Novembre 1811. — « La première lettre de ma sœur était bien triste ; heureusement, la seconde est moins sombre. Je ne voudrais pas causer la moindre peine à ma sœur, et, quand je lui vois un instant de tristesse et que je crois en être la cause, je suis désolé. Ma sœur veut que j’aie des amis ! Est-ce qu’on se les donne ? Notre caractère peut-il se changer ? Je suis au fond un vrai sauvage. Certainement, si j’étais libre, je vivrais dans la solitude la plus absolue. Toutes les fois qu’on a un goût dominant, on n’est propre qu’à cela.

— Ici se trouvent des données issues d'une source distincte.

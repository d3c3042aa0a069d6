use std::sync::Arc;

use poem::http::StatusCode;
use poem::web::Data;
use poem::{Body, Request, Response, handler};

use crate::AppState;
use crate::core::pdf;
use crate::envelope::{ErrorEnvelope, artifact};
use crate::schemas::chart::{
    ChartJob, DEFAULT_VERSION, ImageKind, OutputFormat, Params, RenderRequest,
};
use crate::schemas::legacy::{LegacyChartRequest, classify};

const MISSING_CHART_MESSAGE: &str = "You are missing variable `c` or `chart`";

#[handler]
pub async fn get_chart(req: &Request, Data(state): Data<&Arc<AppState>>) -> Response {
    let params = Params::from_query(req.uri().query().unwrap_or(""));
    if params.contains("cht") {
        return handle_legacy(&params, &req.original_uri().to_string(), state).await;
    }
    dispatch(params, state).await
}

#[handler]
pub async fn post_chart(
    req: &Request,
    body: Body,
    Data(state): Data<&Arc<AppState>>,
) -> Response {
    let bytes = match body.into_bytes().await {
        Ok(bytes) => bytes,
        Err(err) => {
            return Response::builder()
                .status(StatusCode::BAD_REQUEST)
                .body(format!("Unable to read request body: {err}"));
        }
    };
    if bytes.len() > state.config.json_limit {
        return Response::builder()
            .status(StatusCode::PAYLOAD_TOO_LARGE)
            .body("Request body exceeds the configured limit");
    }

    let params = match req.content_type() {
        Some(content_type) if content_type.starts_with("application/json") => {
            match serde_json::from_slice::<serde_json::Value>(&bytes) {
                Ok(value) => Params::from_json(&value),
                Err(err) => {
                    return Response::builder()
                        .status(StatusCode::BAD_REQUEST)
                        .body(format!("Invalid JSON body: {err}"));
                }
            }
        }
        _ => Params::from_urlencoded(&bytes),
    };

    if params.contains("cht") {
        return handle_legacy(&params, &req.original_uri().to_string(), state).await;
    }
    dispatch(params, state).await
}

#[handler]
pub async fn get_gchart(req: &Request, Data(state): Data<&Arc<AppState>>) -> Response {
    let params = Params::from_query(req.uri().query().unwrap_or(""));
    handle_legacy(&params, &req.original_uri().to_string(), state).await
}

/// Format dispatch for the canonical request: validate the output
/// format, pick the matching failure envelope, then render and wrap.
async fn dispatch(params: Params, state: &AppState) -> Response {
    let request = RenderRequest::from_params(&params);

    let Some(format) = OutputFormat::parse(&request.format) else {
        // No envelope exists for an unknown format; this failure is
        // deliberately generic.
        return Response::builder()
            .status(StatusCode::INTERNAL_SERVER_ERROR)
            .body(format!("Unsupported format: {}", request.format));
    };
    let envelope = ErrorEnvelope::for_format(format);

    let document = match request.chart_document() {
        Ok(Some(document)) => document,
        Ok(None) => {
            return envelope.respond(MISSING_CHART_MESSAGE, StatusCode::INTERNAL_SERVER_ERROR);
        }
        Err(err) => {
            tracing::warn!("base64 malformed: {}", err);
            return envelope.respond(&err.to_string(), StatusCode::BAD_REQUEST);
        }
    };

    let job = ChartJob {
        chart: document,
        width: request.width,
        height: request.height,
        background_color: request.background_color.clone(),
        device_pixel_ratio: request.device_pixel_ratio,
        version: request.version.clone(),
        format: format.image_kind(),
    };

    state.telemetry.count_chart();
    match state.engines.chart(&job).await {
        Err(failure) => envelope.respond(&failure.message, failure.status),
        Ok(bytes) => match format {
            OutputFormat::Png | OutputFormat::Svg => {
                artifact(bytes, format.mime(), state.is_dev())
            }
            OutputFormat::Pdf => match pdf::wrap_png(&bytes) {
                Ok(document) => artifact(document, format.mime(), state.is_dev()),
                Err(err) => {
                    tracing::warn!("pdf embedding failed: {:#}", err);
                    envelope.respond(&err.to_string(), StatusCode::INTERNAL_SERVER_ERROR)
                }
            },
        },
    }
}

/// The legacy parameter family: one classification, three terminal
/// branches. Translation failures are reported generically on purpose;
/// legacy clients are always raster-bound.
pub(crate) async fn handle_legacy(
    params: &Params,
    original_url: &str,
    state: &AppState,
) -> Response {
    match classify(params) {
        Err(err) => ErrorEnvelope::Png.respond(&err.to_string(), StatusCode::INTERNAL_SERVER_ERROR),
        Ok(LegacyChartRequest::Graph(job)) => {
            let envelope = ErrorEnvelope::for_image(job.format);
            match state.engines.graph(&job).await {
                Ok(bytes) => artifact(bytes, job.format.mime(), state.is_dev()),
                Err(failure) => envelope.respond(&failure.message, failure.status),
            }
        }
        Ok(LegacyChartRequest::Qr(job)) => match state.engines.qr(&job).await {
            Ok(bytes) => artifact(bytes, job.format.mime(), state.is_dev()),
            Err(failure) => ErrorEnvelope::Png.respond(&failure.message, failure.status),
        },
        Ok(LegacyChartRequest::Translate(legacy_params)) => {
            state.telemetry.count_chart();
            let translated = match state.engines.translator.translate(&legacy_params) {
                Ok(translated) => translated,
                Err(err) => {
                    tracing::error!("GChart error: {} ({:#})", original_url, err);
                    return Response::builder()
                        .status(StatusCode::INTERNAL_SERVER_ERROR)
                        .body("Unsupported chart configuration");
                }
            };
            let job = ChartJob {
                chart: translated.chart,
                width: translated.width,
                height: translated.height,
                background_color: translated.background_color,
                device_pixel_ratio: Some(1.0),
                version: DEFAULT_VERSION.to_string(),
                format: ImageKind::Png,
            };
            match state.engines.chart(&job).await {
                Ok(bytes) => artifact(bytes, job.format.mime(), state.is_dev()),
                Err(failure) => ErrorEnvelope::Png.respond(&failure.message, failure.status),
            }
        }
    }
}
use std::sync::Arc;
use std::time::Duration;

use poem::middleware::{AddData, Cors, Tracing};
use poem::{Endpoint, EndpointExt, Response, Route, get, post};

use crate::core::Engines;
use crate::settings::Config;
use crate::telemetry::Telemetry;

pub mod core;
pub mod envelope;
pub mod middleware;
pub mod routes;
pub mod schemas;
pub mod settings;
pub mod telemetry;

pub struct AppState {
    pub engines: Engines,
    pub telemetry: Telemetry,
    pub config: Config,
}

impl AppState {
    pub fn is_dev(&self) -> bool {
        self.config.is_dev()
    }
}

/// The full route tree. Rate limiting is admission control and mounts
/// only on the chart-rendering endpoint; the request deadline covers
/// everything.
pub fn build_app(state: Arc<AppState>) -> impl Endpoint<Output = Response> {
    let timeout = Duration::from_millis(state.config.request_timeout_ms);
    let rate_limit = middleware::RateLimit::new(state.config.rate_limit_per_min);

    Route::new()
        .at("/", get(routes::misc::index))
        .at(
            "/chart",
            get(routes::chart::get_chart)
                .post(routes::chart::post_chart)
                .with(rate_limit),
        )
        .at("/gchart", get(routes::chart::get_gchart))
        .at("/qr", get(routes::qr::get_qr))
        .at("/telemetry", post(routes::misc::telemetry_report))
        .at("/healthcheck", get(routes::misc::healthcheck))
        .at("/healthcheck/chart", get(routes::misc::healthcheck_chart))
        .with(middleware::Timeout::new(timeout))
        .with(Tracing)
        .with(Cors::new())
        .with(AddData::new(state))
        .map_to_response()
}
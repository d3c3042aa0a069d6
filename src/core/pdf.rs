use anyhow::{Context, Result};
use pdf_writer::{Content, Finish, Name, Pdf, Rect, Ref, Str};

// Raster pixels are mapped to points at the conventional screen density.
const POINTS_PER_PIXEL: f32 = 72.0 / 96.0;

const LETTER_WIDTH: f32 = 612.0;
const LETTER_HEIGHT: f32 = 792.0;
const TEXT_MARGIN: f32 = 36.0;
const TEXT_SIZE: f32 = 14.0;
const TEXT_LEADING: f32 = 18.0;
const TEXT_WRAP_COLUMNS: usize = 80;

/// Embeds a rendered PNG into a single-page document sized to the image.
pub fn wrap_png(png: &[u8]) -> Result<Vec<u8>> {
    let img = image::load_from_memory(png)
        .context("rendered buffer is not a decodable PNG")?
        .to_rgb8();
    let (px_width, px_height) = img.dimensions();
    let width = px_width as f32 * POINTS_PER_PIXEL;
    let height = px_height as f32 * POINTS_PER_PIXEL;

    let catalog_id = Ref::new(1);
    let tree_id = Ref::new(2);
    let page_id = Ref::new(3);
    let image_id = Ref::new(4);
    let content_id = Ref::new(5);

    let mut pdf = Pdf::new();
    pdf.catalog(catalog_id).pages(tree_id);
    pdf.pages(tree_id).kids([page_id]).count(1);

    let mut page = pdf.page(page_id);
    page.media_box(Rect::new(0.0, 0.0, width, height));
    page.parent(tree_id);
    page.contents(content_id);
    page.resources().x_objects().pair(Name(b"Im0"), image_id);
    page.finish();

    let mut xobject = pdf.image_xobject(image_id, img.as_raw());
    xobject.width(px_width as i32);
    xobject.height(px_height as i32);
    xobject.color_space().device_rgb();
    xobject.bits_per_component(8);
    xobject.finish();

    let mut content = Content::new();
    content.save_state();
    content.transform([width, 0.0, 0.0, height, 0.0, 0.0]);
    content.x_object(Name(b"Im0"));
    content.restore_state();
    pdf.stream(content_id, &content.finish());

    Ok(pdf.finish())
}

/// Single-page document carrying a message as text; the error envelope
/// for paginated output.
pub fn text_document(message: &str) -> Vec<u8> {
    let catalog_id = Ref::new(1);
    let tree_id = Ref::new(2);
    let page_id = Ref::new(3);
    let font_id = Ref::new(4);
    let content_id = Ref::new(5);

    let mut pdf = Pdf::new();
    pdf.catalog(catalog_id).pages(tree_id);
    pdf.pages(tree_id).kids([page_id]).count(1);

    let mut page = pdf.page(page_id);
    page.media_box(Rect::new(0.0, 0.0, LETTER_WIDTH, LETTER_HEIGHT));
    page.parent(tree_id);
    page.contents(content_id);
    page.resources().fonts().pair(Name(b"F1"), font_id);
    page.finish();

    pdf.type1_font(font_id).base_font(Name(b"Helvetica"));

    let mut content = Content::new();
    content.begin_text();
    content.set_font(Name(b"F1"), TEXT_SIZE);
    content.next_line(TEXT_MARGIN, LETTER_HEIGHT - TEXT_MARGIN - TEXT_SIZE);
    for line in wrap_columns(message, TEXT_WRAP_COLUMNS) {
        content.show(Str(line.as_bytes()));
        content.next_line(0.0, -TEXT_LEADING);
    }
    content.end_text();
    pdf.stream(content_id, &content.finish());

    pdf.finish()
}

fn wrap_columns(text: &str, columns: usize) -> Vec<String> {
    let mut lines = Vec::new();
    for raw_line in text.lines() {
        let mut current = String::new();
        for word in raw_line.split_whitespace() {
            if !current.is_empty() && current.len() + word.len() + 1 > columns {
                lines.push(std::mem::take(&mut current));
            }
            if !current.is_empty() {
                current.push(' ');
            }
            current.push_str(word);
        }
        lines.push(current);
    }
    if lines.is_empty() {
        lines.push(String::new());
    }
    lines
}
use std::collections::HashMap;
use std::sync::atomic::{AtomicU64, Ordering};

use parking_lot::Mutex;

#[derive(Debug, Clone, Copy, PartialEq, Eq, Hash)]
pub enum Counter {
    Chart,
    Qr,
}

/// Process-wide usage counters. Owned by `AppState` and passed
/// explicitly; the rendering pipeline itself stays free of hidden state.
#[derive(Default)]
pub struct Telemetry {
    chart_count: AtomicU64,
    qr_count: AtomicU64,
    reported: Mutex<HashMap<String, HashMap<Counter, u64>>>,
}

impl Telemetry {
    pub fn count_chart(&self) {
        self.chart_count.fetch_add(1, Ordering::Relaxed);
    }

    pub fn count_qr(&self) {
        self.qr_count.fetch_add(1, Ordering::Relaxed);
    }

    pub fn chart_total(&self) -> u64 {
        self.chart_count.load(Ordering::Relaxed)
    }

    pub fn qr_total(&self) -> u64 {
        self.qr_count.load(Ordering::Relaxed)
    }

    /// Latest counter value reported by an external process; repeated
    /// reports from the same process replace the previous value.
    pub fn receive(&self, pid: &str, counter: Counter, value: u64) {
        self.reported
            .lock()
            .entry(pid.to_string())
            .or_default()
            .insert(counter, value);
    }

    pub fn reported_total(&self, counter: Counter) -> u64 {
        self.reported
            .lock()
            .values()
            .filter_map(|counters| counters.get(&counter))
            .sum()
    }
}
use chrono::{DateTime, Utc};
use rust_decimal::Decimal;
use serde::{Deserialize, Serialize};
use thiserror::Error;

/// A promotional code that takes a percentage off the checkout total.
#[derive(Debug, Clone, PartialEq, Serialize, Deserialize)]
#[serde(rename_all = "camelCase")]
pub struct DiscountCode {
    pub code: String,
    pub percentage: Decimal,
    #[serde(default = "default_active")]
    pub active: bool,
    #[serde(default)]
    pub expires_at: Option<DateTime<Utc>>,
    #[serde(default)]
    pub max_uses: Option<u32>,
    #[serde(default)]
    pub used: u32,
}

fn default_active() -> bool {
    true
}

/// Why a discount code cannot be applied. The message is shown to the buyer.
#[derive(Debug, Clone, Copy, PartialEq, Eq, Error)]
pub enum DiscountRejection {
    #[error("This discount code is not valid")]
    NotFound,

    #[error("This discount code is no longer active")]
    Inactive,

    #[error("This discount code has expired")]
    Expired,

    #[error("This discount code has reached its usage limit")]
    Exhausted,

    #[error("This discount code has an invalid percentage")]
    InvalidPercentage,
}

impl DiscountCode {
    pub fn matches(&self, code: &str) -> bool {
        self.code.trim().eq_ignore_ascii_case(code.trim())
    }

    /// Checks that the code is active, unexpired and under its usage cap at `now`.
    pub fn check(&self, now: DateTime<Utc>) -> Result<(), DiscountRejection> {
        if !self.active {
            return Err(DiscountRejection::Inactive);
        }
        if self.expires_at.is_some_and(|expires_at| expires_at <= now) {
            return Err(DiscountRejection::Expired);
        }
        if self.max_uses.is_some_and(|max_uses| self.used >= max_uses) {
            return Err(DiscountRejection::Exhausted);
        }
        if self.percentage < Decimal::ZERO || self.percentage > Decimal::ONE_HUNDRED {
            return Err(DiscountRejection::InvalidPercentage);
        }
        Ok(())
    }
}
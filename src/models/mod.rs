pub mod cart;
pub mod currency;
pub mod discount;
pub mod event;
pub mod order;
pub mod summary;
pub mod ticket;

pub use cart::{CartError, CartSelection};
pub use currency::Currency;
pub use discount::{DiscountCode, DiscountRejection};
pub use event::{EventCatalog, EventId};
pub use order::{OrderId, OrderLine, OrderRequest, OrderResponse, PaymentStatus};
pub use summary::{CheckoutSummary, SummarySnapshot, SummaryState};
pub use ticket::{TicketType, TicketTypeId, UNLIMITED_QUANTITY};
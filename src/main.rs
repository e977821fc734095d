use axum::Router;
use dotenvy::dotenv;
use tokio::net::TcpListener;
use tracing_subscriber::EnvFilter;

use agora_checkout::config::Config;
use agora_checkout::routes::create_routes;
use agora_checkout::state::AppState;

#[tokio::main]
async fn main() {
    dotenv().ok();
    let config = Config::from_env();

    tracing_subscriber::fmt()
        .with_env_filter(
            EnvFilter::try_from_default_env()
                .unwrap_or_else(|_| EnvFilter::new(&config.log_level)),
        )
        .init();

    let state = AppState::from_config(&config).expect("Failed to build checkout services");
    tracing::info!(
        ticketing_api = %config.ticketing_api_url,
        fallback_currency = %config.fallback_currency,
        "Checkout services ready"
    );

    let app: Router = create_routes(state);

    let addr = config.bind_addr;
    tracing::info!("🚀 Checkout API running at http://{}", addr);

    let listener = TcpListener::bind(addr)
        .await
        .expect("Failed to bind address");

    axum::serve(listener, app).await.expect("Server failed");
}
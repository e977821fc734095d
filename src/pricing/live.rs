use std::sync::atomic::{AtomicU64, Ordering};
use std::sync::Arc;
use tokio::sync::watch;
use tokio::task::JoinHandle;

use super::{PricingEngine, PricingInputs};
use crate::models::{SummarySnapshot, SummaryState};

/// A checkout summary that is recomputed whenever its inputs change.
///
/// Every call to [`LiveSummary::recompute`] starts a new input generation.
/// A computation only publishes its result while its generation is still the
/// latest one, so a slow computation for an older cart can never overwrite
/// the summary of a newer cart.
pub struct LiveSummary {
    engine: Arc<PricingEngine>,
    generation: Arc<AtomicU64>,
    tx: Arc<watch::Sender<SummarySnapshot>>,
}

impl LiveSummary {
    pub fn new(engine: Arc<PricingEngine>) -> Self {
        let (tx, _rx) = watch::channel(SummarySnapshot {
            generation: 0,
            state: SummaryState::Pending,
        });
        Self {
            engine,
            generation: Arc::new(AtomicU64::new(0)),
            tx: Arc::new(tx),
        }
    }

    pub fn subscribe(&self) -> watch::Receiver<SummarySnapshot> {
        self.tx.subscribe()
    }

    pub fn current(&self) -> SummarySnapshot {
        self.tx.borrow().clone()
    }

    pub fn generation(&self) -> u64 {
        self.generation.load(Ordering::SeqCst)
    }

    /// Starts a recomputation for `inputs`, superseding any computation in flight.
    ///
    /// The returned handle resolves to `true` if the result was published and
    /// `false` if newer inputs arrived first.
    pub fn recompute(&self, inputs: PricingInputs) -> JoinHandle<bool> {
        let generation = self.generation.fetch_add(1, Ordering::SeqCst) + 1;
        publish_if_current(&self.tx, &self.generation, generation, SummaryState::Pending);

        let engine = Arc::clone(&self.engine);
        let current = Arc::clone(&self.generation);
        let tx = Arc::clone(&self.tx);

        tokio::spawn(async move {
            let state = match engine.summarize(&inputs).await {
                Ok(summary) => SummaryState::Ready(summary),
                Err(e) => {
                    tracing::warn!(generation, error = %e, "Checkout summary unavailable");
                    SummaryState::Unavailable {
                        reason: e.to_string(),
                    }
                }
            };

            let published = publish_if_current(&tx, &current, generation, state);
            if !published {
                tracing::debug!(
                    generation,
                    latest = current.load(Ordering::SeqCst),
                    "Discarding superseded checkout summary"
                );
            }
            published
        })
    }

    /// Waits until the summary for the latest generation is no longer pending.
    pub async fn settled(&self) -> SummarySnapshot {
        let mut rx = self.subscribe();
        loop {
            {
                let snapshot = rx.borrow_and_update();
                if snapshot.generation == self.generation()
                    && snapshot.state != SummaryState::Pending
                {
                    return snapshot.clone();
                }
            }
            if rx.changed().await.is_err() {
                return self.current();
            }
        }
    }
}

// The generation check runs under the channel's write lock, so a stale result
// cannot be written after a newer one has been published.
fn publish_if_current(
    tx: &watch::Sender<SummarySnapshot>,
    current: &AtomicU64,
    generation: u64,
    state: SummaryState,
) -> bool {
    tx.send_if_modified(|snapshot| {
        if current.load(Ordering::SeqCst) != generation || snapshot.generation > generation {
            return false;
        }
        *snapshot = SummarySnapshot { generation, state };
        true
    })
}

#[cfg(test)]
mod tests {
    use super::*;
    use crate::models::Currency;
    use crate::pricing::test_support::*;
    use rust_decimal::Decimal;
    use std::time::Duration;

    fn live(converter: Arc<RecordingConverter>) -> LiveSummary {
        LiveSummary::new(Arc::new(PricingEngine::new(converter, Currency::Usd)))
    }

    #[tokio::test]
    async fn test_recompute_publishes_ready_summary() {
        let summary = live(Arc::new(RecordingConverter::new()));
        let catalog = catalog(vec![ticket_type("A", Decimal::from(100), Currency::Usd)]);

        let handle = summary.recompute(PricingInputs::new(catalog, cart(&[("A", 2)])));
        assert!(handle.await.unwrap());

        let snapshot = summary.current();
        assert_eq!(snapshot.generation, 1);
        let ready = snapshot.state.summary().unwrap();
        assert_eq!(ready.display_total, Decimal::from(200));
    }

    #[tokio::test]
    async fn test_superseded_result_is_discarded() {
        // First computation converts slowly, the second one needs no conversion.
        let converter = Arc::new(
            RecordingConverter::new()
                .with_rate(Currency::Sat, Currency::Usd, Decimal::new(65, 5))
                .with_delays(vec![Duration::from_millis(200)]),
        );
        let summary = live(converter);
        let catalog = catalog(vec![
            ticket_type("C", Decimal::from(1000), Currency::Sat),
            ticket_type("D", Decimal::from(10), Currency::Usd),
        ]);

        let stale = summary.recompute(PricingInputs::new(catalog.clone(), cart(&[("C", 1), ("D", 1)])));
        let fresh = summary.recompute(PricingInputs::new(catalog, cart(&[("D", 3)])));

        assert!(fresh.await.unwrap());
        assert!(!stale.await.unwrap());

        let snapshot = summary.current();
        assert_eq!(snapshot.generation, 2);
        let ready = snapshot.state.summary().unwrap();
        assert_eq!(ready.display_total, Decimal::from(30));
    }

    #[tokio::test]
    async fn test_conversion_failure_publishes_unavailable() {
        let summary = live(Arc::new(RecordingConverter::failing()));
        let catalog = catalog(vec![
            ticket_type("C", Decimal::from(1000), Currency::Sat),
            ticket_type("D", Decimal::from(10), Currency::Usd),
        ]);

        summary
            .recompute(PricingInputs::new(catalog, cart(&[("C", 1), ("D", 1)])))
            .await
            .unwrap();

        assert!(matches!(
            summary.current().state,
            SummaryState::Unavailable { .. }
        ));
    }

    #[tokio::test]
    async fn test_settled_waits_for_latest_generation() {
        let converter = Arc::new(
            RecordingConverter::new()
                .with_rate(Currency::Sat, Currency::Usd, Decimal::new(65, 5))
                .with_delays(vec![Duration::from_millis(50)]),
        );
        let summary = live(converter);
        let catalog = catalog(vec![
            ticket_type("C", Decimal::from(1000), Currency::Sat),
            ticket_type("D", Decimal::from(10), Currency::Usd),
        ]);

        let _handle = summary.recompute(PricingInputs::new(catalog, cart(&[("C", 2), ("D", 1)])));
        assert_eq!(summary.current().state, SummaryState::Pending);

        let snapshot = summary.settled().await;
        assert_eq!(snapshot.generation, 1);
        assert_eq!(
            snapshot.state.summary().unwrap().display_total,
            Decimal::new(1130, 2)
        );
    }
}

Je sens fort bien que je ne suis qu’une machine à livres. Sans rien exagérer et sans faire de roman, il me faudrait un désert, une bibliothèque et une miss, ou plutôt il aurait fallu. Du reste, je ne suis propre à rien, et me prêcher pour faire ceci, pour faire cela, c’est prêcher un malade ou un fou. Tout s’achète ; si j’ai quelque talent et un peu de gloire, la persécution et les dégoûts font le contrepoids. Au fond, j’aimerais mieux, si je le pouvais, avoir pour amis quelques-uns de mes pairs. Je déteste et méprise souverainement les gens de lettres. Je ne connais pas de plus vile canaille, les hommes d’un vrai talent exceptés, qui sont nobles de droit et pour toujours. Mais irai-je me jeter au cou du premier venu pour obtenir un ami ? Sortirai-je de mon apathie, de ma paresse, de mon insouciance, de ma bêtise accoutumée pour devenir un homme du monde et m’en aller visitant le genre humain ? Je le voudrais que je ne le pourrais pas. On ne force pas sa nature. Je pousse l’incurie jusqu’à ne pas répondre aux trois quarts des lettres d’admiration que je reçois, et je suis sûr que cela me fait une multitude d’ennemis de gens qui seraient mes chevaliers. Mais qu’y faire ? Si j’avais ma sœur pour secrétaire, cela s’arrangerait. Toutes les fois qu’on me parle d’un baptême ou d’un mariage, j’ai envie de pleurer. »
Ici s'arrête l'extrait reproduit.